March 15, 2012

little works

I've talked before about Guthrie going to a Montessori preschool and how try to incorporate some Montessori practices into our home life. It is high time her little brother got in on the action.

Laithe used his new small dinosaurs as utensils (because, duh, why wouldn't you?) so they were yogurty/applesaucey and also gross after breakfast. Dinosaur bathtime was needed. I'll be honest my first instinct was to do it myself- I mean I had to wash the dishes anyways, but my second instinct was better: He could do it just fine. And he would love it.

I set him up with the oval high-sided tray, a largish, shallow tupperware container half filled with soapy water, and a towel to dry. A small brush would have been a bonus, but well, it was post-breakfast and the coffee hadn't filtered all the way to my brain.

My second instinct was right: he loved it. Added bonus? It kept him busy for a good 30 minutes.I had time to clean the dining room, sweep the floors have another cup of coffee and get some knitting done. Win-win.



Tonight we were watching Tintin and Laithe was getting cranky and stealing the tweezers out of the manicure kit I was using and proceeding to try and amputate my toe with them. Again, my first instinct of taking it away from him and attempting to get him busy with something else wasn't cutting it.

So, I grabbed the old cottage cheese container with the hole in the lid which holds his puff balls* and a bowl and a pair of kid chopsticks. (sorry for the crappy photo quality. it was dark and i was using my ipod)He spent the next 20 minutes or so transferring the puff balls from one container to the other with the chopsticks, then an additional 10 minutes doing it with his hands, taking the lid off and on, shaking the container, then he added in a dinosaur and car and they all played nicely together and then the movie was over and we all went to bed.

It's that little voice in the back of my head that says, 'the easy way out is 1. less effective, 2. doesn't teach him a dang thing, and 3. not even that easy,' that I find so irritating. With some months-ago preparation it is easier and faster to set up something such as this than it is to find something on Netflix and hope it loads in a timely manner.

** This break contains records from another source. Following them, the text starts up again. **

//! 쓰기 전략 선택 및 배치 기록
//!
//! [`select`]는 운영 플래그로 쓰기 전략을 고르는 순수 함수이고,
//! [`BatchWriter`]는 선택된 전략으로 지연 레코드 시퀀스를 소비하여
//! [`PassiveStore`]에 커밋합니다.
//!
//! # 전략
//! | 전략 | 커밋 단위 | 실패 시 |
//! |---|---|---|
//! | `bulk` | `bulk_batch_size`개 묶음, 묶음당 트랜잭션 1회 | 실행 중단 |
//! | `local-bulk` | 클라이언트 병합 후 `local_bulk_max_entries` 고유 키마다 | 실행 중단 |
//! | `single` | 레코드 1개 | 기록 후 건너뜀 |
//!
//! 어떤 전략도 쓰기를 병렬화하지 않으므로 dedup 키별 입력 순서가 유지됩니다.

use passiverecon_core::config::WriteMode;
use passiverecon_core::error::StorageError;
use passiverecon_core::metrics as m;
use passiverecon_core::types::{Observation, PersistableRecord};

use crate::buffer::LocalBulkBuffer;
use crate::enrich::Enricher;
use crate::store::PassiveStore;

/// 기본 bulk 묶음 크기
pub const DEFAULT_BULK_BATCH_SIZE: usize = 500;

/// 기본 local-bulk 버퍼 고유 키 수
pub const DEFAULT_LOCAL_BULK_MAX_ENTRIES: usize = 10_000;

/// 명령줄 쓰기 모드 플래그
#[derive(Debug, Clone, Copy, Default, PartialEq, Eq)]
pub struct WriteModeFlags {
    /// `--bulk`
    pub bulk: bool,
    /// `--local-bulk`
    pub local_bulk: bool,
    /// `--no-bulk`
    pub no_bulk: bool,
}

impl WriteModeFlags {
    /// 플래그가 하나라도 설정되었는지 확인합니다.
    pub fn any(&self) -> bool {
        self.bulk || self.local_bulk || self.no_bulk
    }
}

/// 플래그로 쓰기 전략을 선택합니다.
///
/// `bulk`가 설정되었거나 아무 플래그도 없으면 bulk, 그 외 `no_bulk`이면 single,
/// 나머지는 local-bulk입니다.
pub fn select(flags: WriteModeFlags) -> WriteMode {
    if flags.bulk || !flags.any() {
        WriteMode::Bulk
    } else if flags.no_bulk {
        WriteMode::Single
    } else {
        WriteMode::LocalBulk
    }
}

/// 쓰기 결과 요약
#[derive(Debug, Clone, Copy, Default, PartialEq, Eq)]
pub struct WriteReport {
    /// 전달받은 레코드 수
    pub received: u64,
    /// 커밋된 레코드 수
    pub committed: u64,
    /// 커밋에 실패한 레코드 수 (single 모드에서만 0이 아닐 수 있음)
    pub failed: u64,
    /// 저장소 커밋 호출 수
    pub flushes: u64,
}

impl WriteReport {
    /// 실패한 레코드가 없는지 확인합니다.
    pub fn is_clean(&self) -> bool {
        self.failed == 0
    }
}

/// 배치 기록기
pub struct BatchWriter<S> {
    store: S,
    mode: WriteMode,
    bulk_batch_size: usize,
    local_bulk_max_entries: usize,
}

impl<S: PassiveStore> BatchWriter<S> {
    /// 저장소와 전략으로 기록기를 생성합니다.
    pub fn new(store: S, mode: WriteMode) -> Self {
        Self {
            store,
            mode,
            bulk_batch_size: DEFAULT_BULK_BATCH_SIZE,
            local_bulk_max_entries: DEFAULT_LOCAL_BULK_MAX_ENTRIES,
        }
    }

    /// bulk 묶음 크기를 설정합니다 (최소 1).
    pub fn with_bulk_batch_size(mut self, size: usize) -> Self {
        self.bulk_batch_size = size.max(1);
        self
    }

    /// local-bulk 버퍼 고유 키 수를 설정합니다 (최소 1).
    pub fn with_local_bulk_max_entries(mut self, entries: usize) -> Self {
        self.local_bulk_max_entries = entries.max(1);
        self
    }

    /// 선택된 전략
    pub fn mode(&self) -> WriteMode {
        self.mode
    }

    /// 저장소 참조
    pub fn store(&self) -> &S {
        &self.store
    }

    /// 기록기를 해체하여 저장소를 돌려받습니다.
    pub fn into_store(self) -> S {
        self.store
    }

    /// 선택된 전략으로 레코드를 기록합니다.
    ///
    /// # Errors
    /// bulk/local-bulk 모드에서 커밋이 실패하면 `StorageError`로 중단합니다.
    /// single 모드는 개별 실패를 보고서에 남기고 계속합니다.
    pub fn write<I, E>(&mut self, records: I, enricher: &E) -> Result<WriteReport, StorageError>
    where
        I: IntoIterator<Item = PersistableRecord>,
        E: Enricher + ?Sized,
    {
        tracing::debug!(
            mode = %self.mode,
            backend = self.store.backend_name(),
            "writing records"
        );
        match self.mode {
            WriteMode::Bulk => self.insert_or_update_bulk(records, enricher),
            WriteMode::LocalBulk => self.insert_or_update_local_bulk(records, enricher),
            WriteMode::Single => self.insert_or_update(records, enricher),
        }
    }

    /// 레코드를 `bulk_batch_size`개씩 묶어 순서대로 커밋합니다.
    pub fn insert_or_update_bulk<I, E>(
        &mut self,
        records: I,
        enricher: &E,
    ) -> Result<WriteReport, StorageError>
    where
        I: IntoIterator<Item = PersistableRecord>,
        E: Enricher + ?Sized,
    {
        let mut report = WriteReport::default();
        let mut chunk = Vec::with_capacity(self.bulk_batch_size);

        for record in records {
            report.received += 1;
            let infos = enricher.infos(&record);
            chunk.push(Observation::from_record(record, infos));
            if chunk.len() >= self.bulk_batch_size {
                self.flush(&mut chunk, &mut report)?;
            }
        }
        self.flush(&mut chunk, &mut report)?;

        Ok(report)
    }

    /// 레코드를 클라이언트 측에서 dedup 키로 병합한 뒤 커밋합니다.
    pub fn insert_or_update_local_bulk<I, E>(
        &mut self,
        records: I,
        enricher: &E,
    ) -> Result<WriteReport, StorageError>
    where
        I: IntoIterator<Item = PersistableRecord>,
        E: Enricher + ?Sized,
    {
        let mut report = WriteReport::default();
        let mut buffer = LocalBulkBuffer::new(self.local_bulk_max_entries);

        for record in records {
            report.received += 1;
            buffer.push(record, enricher);
            if buffer.should_flush() {
                let mut batch = buffer.drain_all();
                self.flush(&mut batch, &mut report)?;
            }
            metrics::gauge!(m::STORE_LOCAL_BUFFER_ENTRIES).set(buffer.len() as f64);
        }
        let mut batch = buffer.drain_all();
        self.flush(&mut batch, &mut report)?;
        metrics::gauge!(m::STORE_LOCAL_BUFFER_ENTRIES).set(0.0);

        tracing::debug!(
            received = buffer.total_received(),
            merged = buffer.merged_count(),
            "local-bulk merge finished"
        );
        Ok(report)
    }

    /// 레코드를 하나씩 커밋합니다. 개별 실패는 기록 후 건너뜁니다.
    pub fn insert_or_update<I, E>(
        &mut self,
        records: I,
        enricher: &E,
    ) -> Result<WriteReport, StorageError>
    where
        I: IntoIterator<Item = PersistableRecord>,
        E: Enricher + ?Sized,
    {
        let mut report = WriteReport::default();
        let mode = self.mode.as_str();

        for record in records {
            report.received += 1;
            let infos = enricher.infos(&record);
            let observation = Observation::from_record(record, infos);
            match self.store.upsert(&observation) {
                Ok(()) => {
                    report.committed += 1;
                    report.flushes += 1;
                    metrics::counter!(m::STORE_RECORDS_WRITTEN_TOTAL, m::LABEL_WRITE_MODE => mode)
                        .increment(1);
                }
                Err(e) => {
                    report.failed += 1;
                    metrics::counter!(m::STORE_WRITE_FAILURES_TOTAL, m::LABEL_WRITE_MODE => mode)
                        .increment(1);
                    tracing::warn!(
                        key = %observation.key,
                        recon_type = %observation.recon_type,
                        error = %e,
                        "failed to store record, skipping"
                    );
                }
            }
        }

        Ok(report)
    }

    /// 묶음을 커밋하고 비웁니다. 빈 묶음은 무시합니다.
    fn flush(
        &mut self,
        batch: &mut Vec<Observation>,
        report: &mut WriteReport,
    ) -> Result<(), StorageError> {
        if batch.is_empty() {
            return Ok(());
        }
        let mode = self.mode.as_str();
        let records: u64 = batch.iter().map(|o| o.count).sum();

        if let Err(e) = self.store.upsert_bulk(batch) {
            metrics::counter!(m::STORE_WRITE_FAILURES_TOTAL, m::LABEL_WRITE_MODE => mode)
                .increment(records);
            tracing::error!(
                mode,
                observations = batch.len(),
                committed_so_far = report.committed,
                error = %e,
                "bulk commit failed, aborting"
            );
            return Err(e);
        }

        report.committed += records;
        report.flushes += 1;
        metrics::counter!(m::STORE_RECORDS_WRITTEN_TOTAL, m::LABEL_WRITE_MODE => mode)
            .increment(records);
        metrics::counter!(m::STORE_FLUSHES_TOTAL, m::LABEL_WRITE_MODE => mode).increment(1);
        tracing::debug!(mode, observations = batch.len(), records, "flushed batch");

        batch.clear();
        Ok(())
    }
}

The issue is that it's not my first instinct, it takes some effort on my part. The additional issue is that when you put out this kind of activity you need to do a little teaching the first couple times, and set some solid boundaries and sometimes, after a 10 hour day working with grieving families I'm just really not up for it. I'm up for using the remote and I'm just fine with that. Other times though, I need to listen to that other voice because the pay offs are totally worth it.

Anyways, I didn't mean to get all preachy with myself there. Those were some really nice minutes with my son - watching him work so intently. I want to do it more often.





*so literally, I washed an old cottage cheese container, cut a 1 inch square(ish) in the lid and filled about 1/3 of the way with pom-poms and felt balls so Laithe could take them in and out. Guthrie was ever so satisfied with this too when I did it with her.** Something about the puff disappearing and whoa- then they're totally there when you open the lid. It's pretty satisfying to dump them all out too. I usually keep this activity in easy reach for a few weeks and then put up for a few weeks. Toy rotation is the best.

**Although she had a totally cute scrapbook paper covered container with a perfectly round hole to shove her puffs through. First child: here's your thing of beauty, I totally worked on it for an hour. Second child: Here. I washed it. Mostly. Those few chunks of cheese left in the lid crevice? Think of them as a sensory activity. Two activities in one - lucky!